Ongoing consolidation of the non-state pension funds (NPFs) has reached its final stage with four largest NPF groups (assets over RUB500bn or $7.5bn)) already accounting for 77% of all pension fund assets, Kommersant daily estimated in a sector overview published on November 30.
Notably, while previously NPFs were clustering around private financial groups, the banking sector clean-up shook the market and shifted the bulk of pension savings to state and quasi-state groups.
Currently about RUB1.4 trillion ($21bn) of pension assets are concentrated around Gazprombank and its parent, the state-owned natural gas giant Gazprom, with the latest acquisition being the NPF Blagosostoyaniye, with 50% minus one share acquired from Russian Railways. Other Gazprom-affiliated pension assets include Gazfond, SOGAS, and Lider.
Another major player is the Region group of companies, which is affiliated with Rosneft oil major. Region has been consolidating stakes in such NPF assets as Traditsia fund, Soglasiye, and Neftegarant.
Region and Rosneft are also believed to be related to Cyprus-registered Riverstretch Trading & Investments (RT&I), which has been hoovering up NPF Budushee and other assets of troubled O1 Group of Boris Mints.
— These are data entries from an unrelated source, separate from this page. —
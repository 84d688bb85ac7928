use super::*;

pub async fn provision_tenant_admin_handler(
    State(state): State<AppState>,
    Json(payload): Json<ProvisionTenantAdminRequest>,
) -> ApiResult<Json<ProvisionTenantAdminResponse>> {
    let tenant_id = uuid::Uuid::parse_str(payload.tenant_id.as_str())
        .map(TenantId::from_uuid)
        .map_err(|error| AppError::Validation(format!("invalid tenant_id: {error}")))?;

    let report = state
        .provisioning_service
        .provision_tenant_admin(
            PLATFORM_ACTOR,
            ProvisionTenantAdminInput {
                tenant_id,
                email: payload.email,
                first_name: payload.first_name,
                last_name: payload.last_name,
                phone: payload.phone,
                language: payload.language,
            },
        )
        .await?;

    Ok(Json(ProvisionTenantAdminResponse::from(report)))
}
//! Ports consumed by the tenant provisioning workflow.
//!
//! Records cross these boundaries as plain data; every uniqueness rule they
//! rely on is enforced by the backing store, not by callers.

mod audit;
mod identities;
mod repositories;
mod roles;

pub use audit::AuditEvent;
pub use identities::{NewIdentity, UserIdentity};
pub use repositories::{
    AuditRepository, IdentityProvider, MembershipStore, RoleStore, TenantDirectory,
};
pub use roles::{RoleSeed, TenantRole};
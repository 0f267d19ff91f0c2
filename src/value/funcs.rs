//! Named free functions over values.
//!
//! An operation whose callee is a free function receives the current
//! pipeline value as its first positional argument (or second, on the
//! reverse path). The builtins here mirror the handful of global functions
//! the expression syntax relies on: `len`, `abs`, `round`, `sum`, `min`,
//! `max`, `sorted`, `reversed`, `divmod`.

use indexmap::IndexMap;
use std::fmt;
use std::rc::Rc;

use crate::error::{Error, Result};
use crate::value::{Value, ops};

/// A named function over values, recordable in an operation.
///
/// The name exists for diagnostics only; identity plays no role in
/// evaluation or dependency tracking.
#[derive(Clone)]
pub struct FreeFn {
    name: String,
    func: Rc<dyn Fn(&[Value], &IndexMap<String, Value>) -> Result<Value>>,
}

impl FreeFn {
    pub fn new(
        name: impl Into<String>,
        func: impl Fn(&[Value], &IndexMap<String, Value>) -> Result<Value> + 'static,
    ) -> Self {
        Self {
            name: name.into(),
            func: Rc::new(func),
        }
    }

    pub fn name(&self) -> &str {
        &self.name
    }

    pub fn invoke(&self, args: &[Value], kwargs: &IndexMap<String, Value>) -> Result<Value> {
        (self.func)(args, kwargs)
    }
}

impl fmt::Debug for FreeFn {
    fn fmt(&self, f: &mut fmt::Formatter<'_>) -> fmt::Result {
        write!(f, "FreeFn({})", self.name)
    }
}

// =============================================================================
// Builtins
// =============================================================================

fn exactly_one<'a>(name: &str, args: &'a [Value]) -> Result<&'a Value> {
    match args {
        [v] => Ok(v),
        _ => Err(Error::Arity {
            name: name.to_string(),
            expected: 1,
            got: args.len(),
        }),
    }
}

fn numeric_items(name: &str, v: &Value) -> Result<Vec<Value>> {
    match v {
        Value::List(items) => Ok(items.clone()),
        other => Err(Error::TypeMismatch {
            op: match name {
                "sum" => "sum",
                "min" => "min",
                "max" => "max",
                _ => "builtin",
            },
            lhs: "list",
            rhs: other.kind(),
        }),
    }
}

/// `len(value)` for strings (chars), lists, maps, and tables (rows).
pub fn len() -> FreeFn {
    FreeFn::new("len", |args, _| {
        let v = exactly_one("len", args)?;
        let n = match v {
            Value::Str(s) => s.chars().count(),
            Value::List(items) => items.len(),
            Value::Map(m) => m.len(),
            Value::Table(t) => t.len(),
            other => {
                return Err(Error::UnaryMismatch {
                    op: "len",
                    kind: other.kind(),
                });
            }
        };
        Ok(Value::Int(n as i64))
    })
}

/// `abs(value)`.
pub fn abs() -> FreeFn {
    FreeFn::new("abs", |args, _| {
        ops::unary(ops::UnOp::Abs, exactly_one("abs", args)?)
    })
}

/// `round(value)` or `round(value, ndigits)`.
pub fn round() -> FreeFn {
    FreeFn::new("round", |args, _| match args {
        [v] => ops::unary(ops::UnOp::Round, v),
        [v, Value::Int(digits)] => match v.as_f64() {
            Some(f) => {
                let scale = 10f64.powi(*digits as i32);
                Ok(Value::Float((f * scale).round() / scale))
            }
            None => Err(Error::UnaryMismatch {
                op: "round",
                kind: v.kind(),
            }),
        },
        _ => Err(Error::Arity {
            name: "round".into(),
            expected: 1,
            got: args.len(),
        }),
    })
}

/// `sum(list)`.
pub fn sum() -> FreeFn {
    FreeFn::new("sum", |args, _| {
        let items = numeric_items("sum", exactly_one("sum", args)?)?;
        let mut acc = Value::Int(0);
        for item in &items {
            acc = ops::binary(ops::BinOp::Add, &acc, item)?;
        }
        Ok(acc)
    })
}

fn extreme(name: &'static str, want_greater: bool) -> FreeFn {
    FreeFn::new(name, move |args, _| {
        let items = numeric_items(name, exactly_one(name, args)?)?;
        let mut iter = items.into_iter();
        let Some(mut best) = iter.next() else {
            return Err(Error::IndexOutOfRange { index: 0, len: 0 });
        };
        for item in iter {
            let is_greater = ops::compare(&item, &best)
                .ok_or(Error::TypeMismatch {
                    op: name,
                    lhs: "comparable",
                    rhs: "mixed",
                })?
                .is_gt();
            if is_greater == want_greater {
                best = item;
            }
        }
        Ok(best)
    })
}

/// `min(list)`.
pub fn min() -> FreeFn {
    extreme("min", false)
}

/// `max(list)`.
pub fn max() -> FreeFn {
    extreme("max", true)
}

/// `sorted(list)`; incomparable elements keep their relative order.
pub fn sorted() -> FreeFn {
    FreeFn::new("sorted", |args, _| {
        let mut items = numeric_items("sorted", exactly_one("sorted", args)?)?;
        items.sort_by(|a, b| ops::compare(a, b).unwrap_or(std::cmp::Ordering::Equal));
        Ok(Value::List(items))
    })
}

/// `reversed(list | str)`.
pub fn reversed() -> FreeFn {
    FreeFn::new("reversed", |args, _| {
        match exactly_one("reversed", args)? {
            Value::List(items) => Ok(Value::List(items.iter().rev().cloned().collect())),
            Value::Str(s) => Ok(Value::Str(s.chars().rev().collect())),
            other => Err(Error::UnaryMismatch {
                op: "reversed",
                kind: other.kind(),
            }),
        }
    })
}

/// `divmod(a, b)` returning `[quotient, remainder]`.
pub fn divmod() -> FreeFn {
    FreeFn::new("divmod", |args, _| match args {
        [a, b] => Ok(Value::List(vec![
            ops::binary(ops::BinOp::FloorDiv, a, b)?,
            ops::binary(ops::BinOp::Mod, a, b)?,
        ])),
        _ => Err(Error::Arity {
            name: "divmod".into(),
            expected: 2,
            got: args.len(),
        }),
    })
}

// =============================================================================
// Tests
// =============================================================================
Region's fragmented pension assets are estimated at RUB520bn and are reportedly managed by the ex-top manager of Sberbank Galina Morozova. Sberbank, Russia's largest state-controlled bank, is de-facto the market leader, managing RUB618bn of pension assets through its NPF structure that expands organically and made only one acquisition recently of VNIIEF Garant. The fourth major player with RUB570bn of assets is being formed on the basis of NPF assets of bailed Financial Corporation Otkritie.
Kommersant notes that the remaining 33% on the NPF market also has large players, such as Safmar and Doverye of Mikhail Gutseriev, or VTB Pension Fund, but those are reportedly considering consolidation with one of the four major groups, namely with Region and Gazprom, respectively.
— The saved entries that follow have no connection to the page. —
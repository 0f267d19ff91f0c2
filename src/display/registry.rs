//! Display registry.
//!
//! An explicit, shareable registry object replaces any global table of
//! display behaviors. It holds two kinds of entries:
//!
//! - **Transforms**: predicate plus conversion. The output adapter walks
//!   transforms in registration order; the first whose predicate answers
//!   `true` converts the value into a [`RenderUnit`]. A predicate that
//!   fails with an arity error is treated as "does not apply"; any other
//!   predicate error aborts the render.
//! - **Method handlers**: keyed by method name, run when a pipeline call
//!   step is recorded. A handler may rewrite the call's arguments, e.g.
//!   injecting implicit keyword arguments.

use std::rc::Rc;

use indexmap::IndexMap;

use crate::display::opts::DisplayOpts;
use crate::display::output::RenderUnit;
use crate::error::{Error, Result};
use crate::pipeline::operand::Operand;
use crate::pipeline::operation::{Args, Kwargs};
use crate::value::Value;

/// Decides whether a transform applies to a value.
pub type Predicate = Rc<dyn Fn(&Value) -> Result<bool>>;

/// Converts an applicable value into its render form.
pub type Convert = Rc<dyn Fn(&Value, &DisplayOpts) -> Result<RenderUnit>>;

/// Rewrites a recorded call's arguments before the operation is stored.
pub type MethodHandler = Rc<dyn Fn(&mut Args, &mut Kwargs)>;

/// One display transform: when `predicate` answers `true`, `convert` runs.
#[derive(Clone)]
pub struct Transform {
    name: String,
    predicate: Predicate,
    convert: Convert,
}

impl Transform {
    pub fn new(
        name: impl Into<String>,
        predicate: impl Fn(&Value) -> Result<bool> + 'static,
        convert: impl Fn(&Value, &DisplayOpts) -> Result<RenderUnit> + 'static,
    ) -> Transform {
        Transform {
            name: name.into(),
            predicate: Rc::new(predicate),
            convert: Rc::new(convert),
        }
    }

    pub fn name(&self) -> &str {
        &self.name
    }
}

impl std::fmt::Debug for Transform {
    fn fmt(&self, f: &mut std::fmt::Formatter<'_>) -> std::fmt::Result {
        write!(f, "Transform({})", self.name)
    }
}

/// Registry of display transforms and method handlers.
///
/// Build and populate one, then share it via `Rc`; pipelines constructed
/// with it consult it on every call step and every render.
pub struct Registry {
    transforms: Vec<Transform>,
    method_handlers: IndexMap<String, MethodHandler>,
}

impl Registry {
    /// Registry preloaded with the stock entries: the paged-table
    /// transform and the plot-axes method handler.
    pub fn new() -> Registry {
        let mut registry = Registry::empty();
        registry.register_transform(paged_table_transform());
        registry.register_method_handler("plot", |_args, kwargs| {
            if !kwargs.contains_key("axes") {
                kwargs.insert("axes".to_string(), Operand::Constant(default_axes()));
            }
        });
        registry
    }

    /// Registry with no entries at all.
    pub fn empty() -> Registry {
        Registry {
            transforms: Vec::new(),
            method_handlers: IndexMap::new(),
        }
    }

    pub fn register_transform(&mut self, transform: Transform) {
        self.transforms.push(transform);
    }

    pub fn register_method_handler(
        &mut self,
        name: impl Into<String>,
        handler: impl Fn(&mut Args, &mut Kwargs) + 'static,
    ) {
        self.method_handlers.insert(name.into(), Rc::new(handler));
    }

    pub fn method_handler(&self, name: &str) -> Option<MethodHandler> {
        self.method_handlers.get(name).cloned()
    }

    /// Run the transform chain over `value`. Falls through to
    /// [`RenderUnit::Raw`] when no transform applies.
    pub fn render(&self, value: &Value, opts: &DisplayOpts) -> Result<RenderUnit> {
        for transform in &self.transforms {
            match (transform.predicate)(value) {
                Ok(true) => return (transform.convert)(value, opts),
                Ok(false) => continue,
                // Arity mismatch means the transform does not apply here.
                Err(Error::Arity { .. }) => continue,
                Err(err) => return Err(err),
            }
        }
        Ok(RenderUnit::Raw(value.clone()))
    }
}

impl Default for Registry {
    fn default() -> Self {
        Registry::new()
    }
}

impl std::fmt::Debug for Registry {
    fn fmt(&self, f: &mut std::fmt::Formatter<'_>) -> std::fmt::Result {
        f.debug_struct("Registry")
            .field(
                "transforms",
                &self.transforms.iter().map(Transform::name).collect::<Vec<_>>(),
            )
            .field(
                "method_handlers",
                &self.method_handlers.keys().collect::<Vec<_>>(),
            )
            .finish()
    }
}

/// The stock transform: tables render paged, capped at `max_rows`.
pub fn paged_table_transform() -> Transform {
    Transform::new(
        "paged_table",
        |value| Ok(matches!(value, Value::Table(_))),
        |value, opts| {
            let Value::Table(table) = value else {
                return Err(Error::TypeMismatch {
                    op: "paged_table",
                    lhs: value.kind(),
                    rhs: "table",
                });
            };
            let total_rows = table.len();
            let shown_rows = total_rows.min(opts.max_rows);
            Ok(RenderUnit::Paged {
                value: Value::Table(table.head(shown_rows)),
                shown_rows,
                total_rows,
            })
        },
    )
}

/// Default axes specification injected into plot calls that omit one.
pub fn default_axes() -> Value {
    let mut axes = IndexMap::new();
    axes.insert("x".to_string(), Value::Str("index".to_string()));
    axes.insert("y".to_string(), Value::Str("values".to_string()));
    Value::Map(axes)
}

// =============================================================================
// Tests
// =============================================================================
Analysts surveyed by the daily confirm that the private pension fund market has become an oligopoly, which is also highlighted by the asset concentration indexes officially released by the Central Bank of Russia (CBR). The regulator has allowed the concentration as it prefers to supervise a small number of large, well known, and predictable players ahead of the pension system reform planned by the government.
In September Finance Minister Anton Siluanov said that the new federal pension savings system – a funded pension system -- based on individual pension capital (IPK) could be launched as of 2020. The new system suggests that working Russians manage their pension savings themselves through non-state pension funds, with the amount of the mandatory payments increasing from 0% to 6% of the salary, 1pp annually.
The IPK-based pension savings system was designed by the Finance Ministry and the CBR in 2016, when the government scrapped mandatory pension saving payments made by employers to the state pension fund in an effort to ease the pressure on the budget and reduce the deficit.
Another major quasi-state player could be introduced together with the pension savings system revamp, as Russia's state development bank Vnesheconombank (VEB) is likely to get a mandate of a pension fund. Until now, pension savings of those Russians that did not indicate any particular fund or programme, so called molchuni or "silent" funds, are automatically transferred to VEB which manages the state pension investments.
This gave VEB a RUB1.7 trillion portfolio ($27bn) on which the state development bank earned a return of 8.6% in 2017. This was twice as much as average 3.8% investment income of NPFs. Should the government qualify VEB as an NPF, it would broaden its investment options and is seen as a positive measure for the "silent" pensioners.